Happy Sunday and Day 66 of Another 100 Days of Hannah, y’all!
First things first: not gonna lie, it feels pretty awesome to not be playing any part in the service this morning, and so being able to have a nice, relaxing, Sunday morning.
In any case – let’s get onto blogging so I can make it to the 8:30 service!
So, this past week, my therapist suggested that I try listening to bilateral music. If you’re interested, contact me, and we can dive into all the fun neuro explanation behind it, but, the short premise is this:
The brain is wired so that it is attuned to change.
I mean, if we’re looking from an evolutionary standpoint, this was a necessary mechanism for the identification of danger, and thus the preservation of life.
What this means though, is that the circuitry of the brain actually tunes out things that are constant. This is why we generally don’t have an awareness of the little things in our environment – the ticking of the clock, the feel of our clothes on our body, the feel of our tongue on our teeth, etc, etc, etc.
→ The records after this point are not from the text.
use std::io;
use std::path::{Path, PathBuf};

use thiserror::Error;

/// Errors produced while preparing datasets and group directories
#[derive(Debug, Error)]
pub enum PrepError {
    #[error("The specified path does not exist: {}", .0.display())]
    PathNotFound(PathBuf),

    #[error("Class list not found: {}", .0.display())]
    ClassesNotFound(PathBuf),

    #[error("No images found in {}!", .0.display())]
    EmptyDataset(PathBuf),

    #[error("Invalid split fraction {0}: must be strictly between 0.0 and 1.0")]
    InvalidFraction(f64),

    #[error("Invalid name {0:?}: names cannot contain the underscore (_) character or be empty")]
    InvalidName(String),

    #[error("No more names available from the input source")]
    InputExhausted,

    #[error("No training run matching {run} in {}", .dir.display())]
    RunNotFound { dir: PathBuf, run: u32 },

    #[error("{op} failed for {}: {source}", .path.display())]
    Io {
        op: &'static str,
        path: PathBuf,
        #[source]
        source: io::Error,
    },

    #[error("Failed to serialize YAML: {0}")]
    Yaml(#[from] serde_yaml::Error),
}

pub type Result<T> = std::result::Result<T, PrepError>;

/// Attach an operation name and path to a bare `io::Error`
pub trait IoContext<T> {
    fn io_context(self, op: &'static str, path: &Path) -> Result<T>;
}

impl<T> IoContext<T> for io::Result<T> {
    fn io_context(self, op: &'static str, path: &Path) -> Result<T> {
        self.map_err(|source| PrepError::Io {
            op,
            path: path.to_path_buf(),
            source,
        })
    }
}
use jwalk::WalkDir;
use log::{error, info};
use std::fs;
use std::path::{Component, Path, PathBuf};
use uuid::Uuid;

use crate::error::{IoContext, PrepError, Result};
use crate::types::IMG_FORMATS;
use crate::utils::{ensure_dir, list_files_with_extensions};

const INDENT: &str = "    ";

fn is_hidden(name: &str) -> bool {
    name.starts_with('.') || name.starts_with("__")
}

/// Render the directory tree below `root`, one entry per line.
///
/// Directories end with `/`; files are only listed when `show_files` is set.
/// Hidden entries (`.git`, `__pycache__`, ...) are skipped along with
/// everything below them.
pub fn render_tree(root: &Path, show_files: bool) -> Result<String> {
    if !root.exists() {
        return Err(PrepError::PathNotFound(root.to_path_buf()));
    }

    let root_name = root
        .file_name()
        .map(|name| name.to_string_lossy().into_owned())
        .unwrap_or_else(|| root.display().to_string());
    let mut tree = format!("{}/\n", root_name);

    for entry in WalkDir::new(root).sort(true).skip_hidden(false).min_depth(1) {
        let entry = entry
            .map_err(|e| std::io::Error::new(std::io::ErrorKind::Other, e.to_string()))
            .io_context("walk directory", root)?;
        let path = entry.path();
        let relative = path.strip_prefix(root).unwrap_or(path.as_path());

        let hidden = relative.components().any(|component| match component {
            Component::Normal(name) => is_hidden(&name.to_string_lossy()),
            _ => false,
        });
        if hidden {
            continue;
        }

        let is_dir = entry.file_type().is_dir();
        if !is_dir && !show_files {
            continue;
        }

        tree.push_str(&INDENT.repeat(entry.depth));
        tree.push_str(&entry.file_name().to_string_lossy());
        if is_dir {
            tree.push('/');
        }
        tree.push('\n');
    }
    Ok(tree)
}

fn try_copy_with_unique_id(source: &Path, dest_dir: &Path) -> Result<PathBuf> {
    if !source.is_file() {
        return Err(PrepError::PathNotFound(source.to_path_buf()));
    }
    let file_name = source
        .file_name()
        .map(|name| sanitize_filename::sanitize(name.to_string_lossy()))
        .ok_or_else(|| PrepError::PathNotFound(source.to_path_buf()))?;

    ensure_dir(dest_dir)?;
    let destination = dest_dir.join(format!("{}_{}", Uuid::new_v4(), file_name));
    fs::copy(source, &destination).io_context("copy", source)?;
    Ok(destination)
}

/// Copy `source` into `dest_dir` under a name prefixed with a fresh UUID.
///
/// Failures are logged and reported as `None`; the caller carries on.
pub fn copy_with_unique_id(source: &Path, dest_dir: &Path) -> Option<PathBuf> {
    match try_copy_with_unique_id(source, dest_dir) {
        Ok(destination) => {
            info!(
                "File {} successfully copied to {}",
                source.display(),
                destination.display()
            );
            Some(destination)
        }
        Err(e) => {
            error!("An error occurred while copying: {}", e);
            None
        }
    }
}

/// Delete the images lying directly in `dir`; subdirectories are left alone
pub fn cleanup_images(dir: &Path) -> Result<usize> {
    let images = list_files_with_extensions(dir, IMG_FORMATS)?;
    for image in &images {
        let path = dir.join(image);
        fs::remove_file(&path).io_context("remove image", &path)?;
    }
    info!("Removed {} images from {}", images.len(), dir.display());
    Ok(images.len())
}
use crate::buffer::ring::RingBuffer;

/// Policy applied when `put` rejects an identifier (ring full, or the next
/// slot has not been consumed yet).
///
/// Receives the buffer and the discarded identifier. Installed once at
/// wiring time; the default policy logs at WARN and drops the identifier,
/// which is safe because a rejected identifier is simply never issued.
pub type RejectedPutHandler = Box<dyn Fn(&RingBuffer, i64) + Send + Sync>;

/// Policy applied when `take` finds the ring empty.
///
/// An observation hook (logging, metrics): the caller still receives
/// [`Error::BufferEmpty`] after it runs, so `take` stays non-blocking no
/// matter what the policy does.
///
/// [`Error::BufferEmpty`]: crate::Error::BufferEmpty
pub type RejectedTakeHandler = Box<dyn Fn(&RingBuffer) + Send + Sync>;

/// Non-blocking wake-up of the padding executor, fired by consumers that
/// cross the low-water mark.
pub type PaddingListener = Box<dyn Fn() + Send + Sync>;

/// Default put policy: log and discard.
pub(crate) fn discard_put(ring: &RingBuffer, uid: i64) {
    tracing::warn!("rejected put for uid:{uid}. {ring:?}");
}

/// Default take policy: log. The caller sees the empty-buffer error either
/// way.
pub(crate) fn warn_rejected_take(ring: &RingBuffer) {
    tracing::warn!("rejected take. {ring:?}");
}
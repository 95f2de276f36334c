mod padding;
mod policy;
mod ring;

pub use padding::*;
pub use policy::*;
pub use ring::*;
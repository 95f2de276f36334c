//! End-to-end generator scenarios: contiguous blocks, drained buffers,
//! concurrent uniqueness, and startup validation.

use std::collections::HashSet;
use std::sync::Mutex;
use std::thread::{self, scope};

use crate::bits::BitLayout;
use crate::error::Error;
use crate::generator::CachedGenerator;
use crate::generator::cached::next_ids_for_one_second;
use crate::time::current_second;
use crate::worker::FixedWorkerIdAssigner;

/// A layout with a 32-id second and a 64-slot ring keeps the fills cheap.
fn small_generator(worker_id: i64) -> CachedGenerator {
    CachedGenerator::builder()
        .bits(28, 30, 5)
        .boost_power(1)
        .build(&FixedWorkerIdAssigner::new(worker_id))
        .unwrap()
}

#[test]
fn first_block_is_contiguous_then_jumps_to_the_next_second() {
    let generator = small_generator(1);
    let max_sequence = generator.layout().max_sequence();

    let first = generator.next_id().unwrap();
    let parsed = generator.parse(first);
    assert_eq!(parsed.worker_id, 1);
    assert_eq!(parsed.sequence, 0);

    // sequence occupies the low bits, so one second's block is contiguous
    for offset in 1..=max_sequence {
        assert_eq!(generator.next_id().unwrap(), first + offset);
    }

    let next = generator.next_id().unwrap();
    let next_parsed = generator.parse(next);
    assert_eq!(next_parsed.sequence, 0);
    assert_eq!(next_parsed.timestamp, parsed.timestamp + 1);

    generator.shutdown();
}

#[test]
fn parse_recovers_the_packed_fields() {
    let generator = small_generator(7);

    for _ in 0..40 {
        let uid = generator.next_id().unwrap();
        assert!(uid >= 0, "sign bit must stay clear");

        let parsed = generator.parse(uid);
        assert_eq!(parsed.uid, uid);
        assert_eq!(parsed.worker_id, 7);
        let reallocated = generator.layout().allocate(
            parsed.timestamp - generator.epoch_seconds(),
            parsed.worker_id,
            parsed.sequence,
        );
        assert_eq!(reallocated, uid);
    }

    generator.shutdown();
}

#[test]
fn a_drained_generator_surfaces_buffer_empty() {
    let generator = small_generator(1);

    // freeze refills: neither async nor scheduled padding is honored any
    // more, only the cached remainder can be taken
    generator.shutdown();

    let buffer_size = generator.ring().buffer_size();
    let mut count = 0;
    loop {
        match generator.next_id() {
            Ok(_) => count += 1,
            Err(Error::BufferEmpty) => break,
            Err(e) => panic!("unexpected error: {e}"),
        }
    }
    assert_eq!(count, buffer_size);
    assert!(matches!(generator.next_id(), Err(Error::BufferEmpty)));
}

#[test]
fn concurrent_consumers_never_see_a_duplicate() {
    const THREADS: usize = 8;
    const IDS_PER_THREAD: usize = 500;
    const TOTAL_IDS: usize = THREADS * IDS_PER_THREAD;

    let generator = small_generator(3);
    let seen = Mutex::new(HashSet::with_capacity(TOTAL_IDS));

    scope(|s| {
        for _ in 0..THREADS {
            s.spawn(|| {
                let mut last = -1;
                for _ in 0..IDS_PER_THREAD {
                    loop {
                        match generator.next_id() {
                            Ok(uid) => {
                                // each consumer's view is strictly increasing
                                assert!(uid > last, "consumer saw {uid} after {last}");
                                last = uid;
                                assert!(seen.lock().unwrap().insert(uid), "duplicate {uid}");
                                break;
                            }
                            Err(Error::BufferEmpty) => thread::yield_now(),
                            Err(e) => panic!("unexpected error: {e}"),
                        }
                    }
                }
            });
        }
    });

    assert_eq!(seen.lock().unwrap().len(), TOTAL_IDS);
    generator.shutdown();
}

#[test]
fn timestamps_only_move_forward_across_refills() {
    let generator = small_generator(1);
    let mut last_uid = -1;
    let mut last_timestamp = 0;

    // several times the ring size, forcing many background refills
    for _ in 0..500 {
        let uid = loop {
            match generator.next_id() {
                Ok(uid) => break uid,
                Err(Error::BufferEmpty) => thread::yield_now(),
                Err(e) => panic!("unexpected error: {e}"),
            }
        };
        assert!(uid > last_uid);
        last_uid = uid;

        let timestamp = generator.parse(uid).timestamp;
        assert!(timestamp >= last_timestamp, "timestamp went backwards");
        last_timestamp = timestamp;
    }

    generator.shutdown();
}

#[test]
fn zero_sequence_bits_yield_one_id_per_second() {
    let generator = CachedGenerator::builder()
        .bits(41, 22, 0)
        .build(&FixedWorkerIdAssigner::new(2))
        .unwrap();

    let mut last_timestamp = None;
    for _ in 0..3 {
        let uid = generator.next_id().unwrap();
        let parsed = generator.parse(uid);
        assert_eq!(parsed.sequence, 0);
        if let Some(last) = last_timestamp {
            assert_eq!(parsed.timestamp, last + 1);
        }
        last_timestamp = Some(parsed.timestamp);
    }

    generator.shutdown();
}

#[test]
fn one_bit_timestamp_exhausts_after_two_logical_seconds() {
    let layout = BitLayout::new(1, 49, 13).unwrap();
    let epoch = 100;

    assert!(next_ids_for_one_second(layout, epoch, 1, 100).is_ok());
    assert!(next_ids_for_one_second(layout, epoch, 1, 101).is_ok());
    assert!(matches!(
        next_ids_for_one_second(layout, epoch, 1, 102),
        Err(Error::CapacityExhausted { .. })
    ));
}

#[test]
fn provider_mints_one_full_contiguous_second() {
    let layout = BitLayout::new(28, 30, 5).unwrap();
    let uids = next_ids_for_one_second(layout, 100, 3, 105).unwrap();

    assert_eq!(uids.len() as i64, layout.max_sequence() + 1);
    assert_eq!(uids[0], layout.allocate(5, 3, 0));
    for pair in uids.windows(2) {
        assert_eq!(pair[1], pair[0] + 1);
    }
}

#[test]
fn exhausted_timestamp_field_fails_the_initial_fill() {
    // a 1-bit timestamp holds two logical seconds in total; an epoch 100s
    // in the past is already beyond them
    let result = CachedGenerator::builder()
        .bits(1, 57, 5)
        .epoch_seconds(current_second() - 100)
        .build(&FixedWorkerIdAssigner::new(1));

    assert!(matches!(result, Err(Error::CapacityExhausted { .. })));
}

#[test]
fn builder_rejects_bad_configuration() {
    let assigner = FixedWorkerIdAssigner::new(0);

    // widths not summing to 64
    assert!(matches!(
        CachedGenerator::builder().bits(28, 22, 14).build(&assigner),
        Err(Error::InvalidConfig { .. })
    ));
    // zero boost power
    assert!(
        CachedGenerator::builder()
            .bits(28, 30, 5)
            .boost_power(0)
            .build(&assigner)
            .is_err()
    );
    // padding factor out of range
    assert!(
        CachedGenerator::builder()
            .bits(28, 30, 5)
            .padding_factor(0)
            .build(&assigner)
            .is_err()
    );
    assert!(
        CachedGenerator::builder()
            .bits(28, 30, 5)
            .padding_factor(100)
            .build(&assigner)
            .is_err()
    );
    // epoch in the future
    assert!(
        CachedGenerator::builder()
            .bits(28, 30, 5)
            .epoch_seconds(current_second() + 3600)
            .build(&assigner)
            .is_err()
    );
}

#[test]
fn builder_rejects_an_oversized_worker_id() {
    // two worker bits: ids 0..=3
    let result = CachedGenerator::builder()
        .bits(40, 2, 21)
        .build(&FixedWorkerIdAssigner::new(4));
    assert!(matches!(result, Err(Error::InvalidConfig { .. })));

    assert!(
        CachedGenerator::builder()
            .bits(40, 2, 21)
            .build(&FixedWorkerIdAssigner::new(-1))
            .is_err()
    );
}

#[test]
fn custom_rejection_handlers_are_wired_through() {
    use std::sync::Arc;
    use std::sync::atomic::{AtomicUsize, Ordering};

    let takes_rejected = Arc::new(AtomicUsize::new(0));
    let generator = CachedGenerator::builder()
        .bits(28, 30, 5)
        .boost_power(1)
        .rejected_take_handler(Box::new({
            let takes_rejected = Arc::clone(&takes_rejected);
            move |_ring| {
                takes_rejected.fetch_add(1, Ordering::SeqCst);
            }
        }))
        .build(&FixedWorkerIdAssigner::new(1))
        .unwrap();

    generator.shutdown();
    while generator.next_id().is_ok() {}
    assert_eq!(takes_rejected.load(Ordering::SeqCst), 1);
}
Which, in a lot of ways is a good thing.
I mean, processing literally everything in our environment all the time would be exhausting!
However, it also makes it really easy for our minds to go on autopilot.
Which, again, isn’t always a bad thing.
But, especially in disease states such as anxiety and depression, the mind, like an unsupervised teenager, tends to get in trouble.
The thoughts begin to cycle.
Over and over.
Round and round.
Until the person begins to feel trapped inside this whirling vortex of terror.
Please, someone, know this reference… Anyone?
This is generally the point where mindfulness comes into play.
Sometimes though, mindfulness isn’t enough to break the thought patterns.
And that, my friends, is where bilateral music comes into play.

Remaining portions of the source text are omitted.